### TASK DATA
::::
//! Compiler configuration

use serde::{Deserialize, Serialize};
use std::fmt;
use std::str::FromStr;
use thiserror::Error;

/// How much the driver echoes while compiling
#[derive(Debug, Clone, Copy, PartialEq, Eq, PartialOrd, Ord, Hash, Default, Serialize, Deserialize)]
#[serde(rename_all = "lowercase")]
pub enum TraceLevel {
    /// Errors only
    #[default]
    Quiet,
    /// Echo each statement's source
    Echo,
    /// Echo plus result types
    Types,
    /// Echo, result types and disassembly
    Disassembly,
}

#[derive(Debug, Clone, PartialEq, Eq, Error)]
#[error("invalid trace level '{0}', expected 0 to 3")]
pub struct InvalidTraceLevel(pub String);

impl TryFrom<u8> for TraceLevel {
    type Error = InvalidTraceLevel;

    fn try_from(level: u8) -> Result<Self, Self::Error> {
        match level {
            0 => Ok(Self::Quiet),
            1 => Ok(Self::Echo),
            2 => Ok(Self::Types),
            3 => Ok(Self::Disassembly),
            other => Err(InvalidTraceLevel(other.to_string())),
        }
    }
}

impl FromStr for TraceLevel {
    type Err = InvalidTraceLevel;

    fn from_str(s: &str) -> Result<Self, Self::Err> {
        s.trim()
            .parse::<u8>()
            .map_err(|_| InvalidTraceLevel(s.to_string()))
            .and_then(Self::try_from)
    }
}

impl fmt::Display for TraceLevel {
    fn fmt(&self, f: &mut fmt::Formatter<'_>) -> fmt::Result {
        write!(f, "{}", *self as u8)
    }
}

/// Flags read by the driver; `#` directives change them mid-stream
#[derive(Debug, Clone, PartialEq, Eq, Default, Serialize, Deserialize)]
#[serde(default)]
pub struct CompilerOptions {
    pub trace: TraceLevel,
    /// Run each statement through the evaluator after compiling it
    pub execute: bool,
    /// Stop at the first failed statement instead of resuming
    pub stop_on_error: bool,
    /// Colour rendered diagnostics
    pub color: bool,
}

impl CompilerOptions {
    pub fn new() -> Self {
        Self::default()
    }

    #[must_use]
    pub fn with_trace(mut self, trace: TraceLevel) -> Self {
        self.trace = trace;
        self
    }

    #[must_use]
    pub fn with_execute(mut self, execute: bool) -> Self {
        self.execute = execute;
        self
    }

    #[must_use]
    pub fn with_stop_on_error(mut self, stop: bool) -> Self {
        self.stop_on_error = stop;
        self
    }

    #[must_use]
    pub fn with_color(mut self, color: bool) -> Self {
        self.color = color;
        self
    }
}

#[cfg(test)]
mod tests {
    use super::*;

    #[test]
    fn trace_levels_parse() {
        assert_eq!("2".parse::<TraceLevel>().unwrap(), TraceLevel::Types);
        assert!("7".parse::<TraceLevel>().is_err());
        assert!("x".parse::<TraceLevel>().is_err());
        assert!(TraceLevel::Disassembly > TraceLevel::Echo);
    }

    #[test]
    fn options_deserialize_with_defaults() {
        let opts: CompilerOptions = serde_json::from_str(r#"{"trace":"types","execute":true}"#).unwrap();
        assert_eq!(opts.trace, TraceLevel::Types);
        assert!(opts.execute);
        assert!(!opts.stop_on_error);
    }
}
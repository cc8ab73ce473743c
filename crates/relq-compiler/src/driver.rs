//! Statement driver
//!
//! [`Compiler::process`] is the one entry point hosts call. It splits the
//! input, runs each statement through parse, build, finalize and emit, and
//! reports through the sink. A restartable failure costs only its own
//! statement; an internal one aborts the rest of the input.

use relq_ast::emit_statement;
use relq_bytecode::{ByteCode, disassemble};
use relq_diagnostics::{Diagnostic, RQ0009, RQ0302, RQ0403, RelqError};
use relq_types::{CompileContext, DataType, Value};

use crate::builder::{Builder, Locator};
use crate::catalog::Catalog;
use crate::error::IntoRelq;
use crate::evaluator::Evaluator;
use crate::grammar::parse_statement;
use crate::options::{CompilerOptions, InvalidTraceLevel, TraceLevel};
use crate::sink::DiagnosticSink;
use crate::source::{Chunk, split};

/// A statement that compiled
#[derive(Debug, Clone, PartialEq)]
pub struct CompiledStatement {
    pub source: String,
    /// Byte offset in the input passed to `process`
    pub offset: usize,
    pub data_type: DataType,
    pub code: ByteCode,
    /// What the evaluator returned, when execution is on
    pub value: Option<Value>,
}

/// A statement that did not
#[derive(Debug, Clone, PartialEq)]
pub struct StatementFailure {
    pub error: RelqError,
    pub offset: usize,
}

pub type StatementOutcome = Result<CompiledStatement, StatementFailure>;

pub struct Compiler<'c> {
    options: CompilerOptions,
    context: CompileContext,
    catalog: &'c mut dyn Catalog,
    evaluator: Option<&'c mut dyn Evaluator>,
    sink: &'c mut dyn DiagnosticSink,
    errors: usize,
    aborted: bool,
    output: Vec<CompiledStatement>,
}

impl<'c> Compiler<'c> {
    pub fn new(catalog: &'c mut dyn Catalog, sink: &'c mut dyn DiagnosticSink) -> Self {
        Self {
            options: CompilerOptions::default(),
            context: CompileContext::new(),
            catalog,
            evaluator: None,
            sink,
            errors: 0,
            aborted: false,
            output: Vec::new(),
        }
    }

    #[must_use]
    pub fn with_options(mut self, options: CompilerOptions) -> Self {
        self.options = options;
        self
    }

    #[must_use]
    pub fn with_evaluator(mut self, evaluator: &'c mut dyn Evaluator) -> Self {
        self.evaluator = Some(evaluator);
        self
    }

    pub fn options(&self) -> &CompilerOptions {
        &self.options
    }

    /// Errors counted by the last `process` call
    pub fn errors(&self) -> usize {
        self.errors
    }

    pub fn aborted(&self) -> bool {
        self.aborted
    }

    /// Every statement compiled so far, across calls
    pub fn output(&self) -> &[CompiledStatement] {
        &self.output
    }

    pub fn take_output(&mut self) -> Vec<CompiledStatement> {
        std::mem::take(&mut self.output)
    }

    /// Compile `text`; true when every statement succeeded
    ///
    /// Output of successful statements is kept even when others fail.
    pub fn process(&mut self, text: &str) -> bool {
        self.errors = 0;
        self.aborted = false;

        for piece in split(text) {
            let outcome = match piece.chunk {
                Chunk::Directive(directive) => self.directive(directive).map_err(|error| StatementFailure {
                    error: error.or_at(Locator::new(text, piece.offset, 0).offset(0)),
                    offset: piece.offset,
                }),
                Chunk::Statement(statement) => self
                    .statement(statement, piece.offset, text)
                    .map(|compiled| self.output.push(compiled)),
            };
            let Err(failure) = outcome else {
                continue;
            };

            self.sink.diagnostic(&failure.error.to_diagnostic(), text);
            self.context.reset();
            if !failure.error.is_restartable() {
                log::error!("aborting at offset {}: {}", failure.offset, failure.error);
                self.aborted = true;
                self.sink.info("aborted");
                break;
            }
            log::debug!("statement at offset {} failed: {}", failure.offset, failure.error);
            self.errors += 1;
            if self.options.stop_on_error {
                break;
            }
        }

        let success = self.errors == 0 && !self.aborted;
        log::debug!(
            "processed input: {} error(s){}",
            self.errors,
            if self.aborted { ", aborted" } else { "" }
        );
        success
    }

    /// Compile one statement of `source` found at `offset`
    pub fn compile_statement(&mut self, text: &str, offset: usize, source: &str) -> StatementOutcome {
        self.statement(text, offset, source)
    }

    fn statement(&mut self, text: &str, offset: usize, source: &str) -> StatementOutcome {
        let fail = move |error: RelqError| StatementFailure { error, offset };
        let locate = Locator::new(source, offset, text.len());
        log::debug!("compiling statement at offset {offset}");
        if self.options.trace >= TraceLevel::Echo {
            self.sink.echo(text);
        }

        let syntax = parse_statement(text)
            .map_err(|e| fail(RelqError::parse_at(e.code, e.message, locate.offset(e.offset))))?;
        let statement = Builder::new(&mut self.context, &mut *self.catalog, locate)
            .statement(&syntax)
            .map_err(fail)?;
        if self.context.depth() != 0 || !self.context.in_sync() {
            return Err(fail(RelqError::internal(RQ0302, "scope left open after statement")));
        }
        statement
            .finalize()
            .map_err(|e| fail(e.into_relq().or_at(locate.offset(0))))?;
        let code = emit_statement(&statement).map_err(|e| fail(e.into_relq()))?;

        let data_type = statement.data_type();
        if self.options.trace >= TraceLevel::Types {
            self.sink.result_type(&data_type);
        }
        if self.options.trace >= TraceLevel::Disassembly {
            match disassemble(&code) {
                Ok(listing) => self.sink.disassembly(&listing),
                Err(e) => log::warn!("cannot disassemble statement at offset {offset}: {e}"),
            }
        }

        let value = if self.options.execute {
            self.execute(&code).map_err(fail)?
        } else {
            None
        };
        self.catalog
            .register(&statement)
            .map_err(|e| fail(e.into_relq().or_at(locate.offset(0))))?;
        Ok(CompiledStatement {
            source: text.to_string(),
            offset,
            data_type,
            code,
            value,
        })
    }

    fn execute(&mut self, code: &ByteCode) -> Result<Option<Value>, RelqError> {
        let Some(evaluator) = self.evaluator.as_deref_mut() else {
            log::warn!("execution is on but no evaluator is attached");
            return Ok(None);
        };
        let value = evaluator.exec(code, None)?;
        self.sink.value(&value);
        Ok(Some(value))
    }

    fn directive(&mut self, text: &str) -> Result<(), RelqError> {
        let mut words = text.split_whitespace();
        match (words.next(), words.next(), words.next()) {
            (Some("trace"), Some(level), None) => {
                self.options.trace = level
                    .parse()
                    .map_err(|e: InvalidTraceLevel| RelqError::system(RQ0403, e.to_string()))?;
                log::debug!("trace level {}", self.options.trace);
                Ok(())
            }
            (Some("catalog"), Some("load"), None) => {
                let loaded = self.catalog.load().map_err(IntoRelq::into_relq)?;
                self.sink.info(&format!("catalog loaded: {loaded} entries"));
                Ok(())
            }
            (Some("catalog"), Some("save"), None) => {
                let saved = self.catalog.save().map_err(IntoRelq::into_relq)?;
                self.sink.info(&format!("catalog saved: {saved} entries"));
                Ok(())
            }
            (Some("exec"), Some(flag @ ("on" | "off")), None) => {
                self.options.execute = flag == "on";
                if self.options.execute && self.evaluator.is_none() {
                    let warning = Diagnostic::warning(RQ0403, "execution enabled without an evaluator");
                    self.sink.diagnostic(&warning, "");
                }
                Ok(())
            }
            _ => Err(RelqError::parse(RQ0009, format!("unknown directive '#{text}'"))),
        }
    }
}
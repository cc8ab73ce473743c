//! relq type system
//!
//! This crate defines everything the compiler knows about types and names:
//! - `DataType` and `Heading`, the relational type model
//! - literal `Value`s
//! - `CallInfo` overload chains and the builtin operator table
//! - symbols, nested scopes and the accumulator counters that track folds
//! - overload resolution (`check_type`)

mod accum;
mod builtins;
mod callinfo;
mod context;
mod data_type;
mod resolver;
mod scope;
mod symbols;
mod value;

pub use accum::*;
pub use builtins::*;
pub use callinfo::*;
pub use context::*;
pub use data_type::*;
pub use resolver::*;
pub use scope::*;
pub use symbols::*;
pub use value::*;
//! Symbols
//!
//! A symbol binds a name to what the compiler knows about it: its kind,
//! its type, and for callables the overload chain plus operator metadata.

use crate::{CallInfo, DataType, MergePolicy, OverloadChain};
use std::fmt;

/// Kind of symbol
#[derive(Debug, Clone, Copy, PartialEq, Eq, Hash)]
pub enum SymbolKind {
    /// Named variable held by the catalog
    Catalog,
    /// Parameter of the function being defined
    Parameter,
    /// Column of the heading in scope
    Field,
    /// Component of a user type in scope
    Component,
    /// Block binding; the slot indexes the bound expression
    Local(usize),
    /// Builtin operator or function
    Operator,
    /// User-defined function
    Deferred,
    UserType,
}

impl SymbolKind {
    /// Kinds whose value comes from the current lookup row
    pub fn is_lookup(&self) -> bool {
        matches!(self, Self::Field | Self::Parameter | Self::Component)
    }

    pub fn is_callable(&self) -> bool {
        matches!(self, Self::Operator | Self::Deferred | Self::UserType)
    }
}

impl fmt::Display for SymbolKind {
    fn fmt(&self, f: &mut fmt::Formatter<'_>) -> fmt::Result {
        match self {
            Self::Catalog => write!(f, "catalog variable"),
            Self::Parameter => write!(f, "parameter"),
            Self::Field => write!(f, "field"),
            Self::Component => write!(f, "component"),
            Self::Local(_) => write!(f, "local"),
            Self::Operator => write!(f, "operator"),
            Self::Deferred => write!(f, "function"),
            Self::UserType => write!(f, "type"),
        }
    }
}

#[derive(Debug, Clone, Copy, PartialEq, Eq, Default)]
pub enum Mutability {
    #[default]
    Immutable,
    Mutable,
}

/// A symbol in a scope or the catalog
#[derive(Debug, Clone, PartialEq)]
pub struct Symbol {
    pub name: String,
    pub kind: SymbolKind,
    pub data_type: DataType,
    pub calls: Option<OverloadChain>,
    /// Scope level the symbol was declared at
    pub level: usize,
    pub mutability: Mutability,
    /// Column merge policy, for dyadic relational operators
    pub join: Option<MergePolicy>,
    /// Usable as the operator of `fold(op, expr)`
    pub foldable: bool,
    /// Infix precedence; zero for prefix operators and functions
    pub precedence: u8,
}

impl Symbol {
    pub fn new(name: impl Into<String>, kind: SymbolKind, data_type: DataType) -> Self {
        Self {
            name: name.into(),
            kind,
            data_type,
            calls: None,
            level: 0,
            mutability: Mutability::Immutable,
            join: None,
            foldable: false,
            precedence: 0,
        }
    }

    /// A symbol for a callable with the chain's first return type
    pub fn callable(name: impl Into<String>, kind: SymbolKind, chain: OverloadChain) -> Self {
        let data_type = chain
            .first()
            .map(|c| c.return_type.clone())
            .unwrap_or(DataType::Void);
        let mut symbol = Self::new(name, kind, data_type);
        symbol.calls = Some(chain);
        symbol
    }

    pub fn at_level(mut self, level: usize) -> Self {
        self.level = level;
        self
    }

    pub fn mutable(mut self) -> Self {
        self.mutability = Mutability::Mutable;
        self
    }

    pub fn with_join(mut self, policy: MergePolicy) -> Self {
        self.join = Some(policy);
        self
    }

    pub fn foldable(mut self) -> Self {
        self.foldable = true;
        self
    }

    pub fn with_precedence(mut self, precedence: u8) -> Self {
        self.precedence = precedence;
        self
    }

    pub fn is_infix(&self) -> bool {
        self.precedence > 0
    }

    pub fn is_comparison(&self) -> bool {
        self.join == Some(MergePolicy::Compare)
    }

    pub fn is_mutable(&self) -> bool {
        self.mutability == Mutability::Mutable
    }

    pub fn links(&self) -> &[CallInfo] {
        self.calls.as_ref().map(OverloadChain::links).unwrap_or_default()
    }
}

#[cfg(test)]
mod tests {
    use super::*;
    use crate::CallKind;

    #[test]
    fn test_callable_takes_first_return_type() {
        let chain = OverloadChain::single(
            CallInfo::new("length", DataType::Number, CallKind::Fixed).arg("s", DataType::Text),
        );
        let sym = Symbol::callable("length", SymbolKind::Operator, chain);
        assert_eq!(sym.data_type, DataType::Number);
        assert_eq!(sym.links().len(), 1);
        assert!(!sym.is_infix());
    }

    #[test]
    fn test_lookup_kinds() {
        assert!(SymbolKind::Field.is_lookup());
        assert!(SymbolKind::Parameter.is_lookup());
        assert!(!SymbolKind::Catalog.is_lookup());
        assert!(SymbolKind::Deferred.is_callable());
    }
}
::::
### WHAT YOU NEED TO DO
What lines above mention "loaded"? Copy each one.

### RESPONSE TO THE TASK
                let loaded = self.catalog.load().map_err(IntoRelq::into_relq)?;
                self.sink.info(&format!("catalog loaded: {loaded} entries"));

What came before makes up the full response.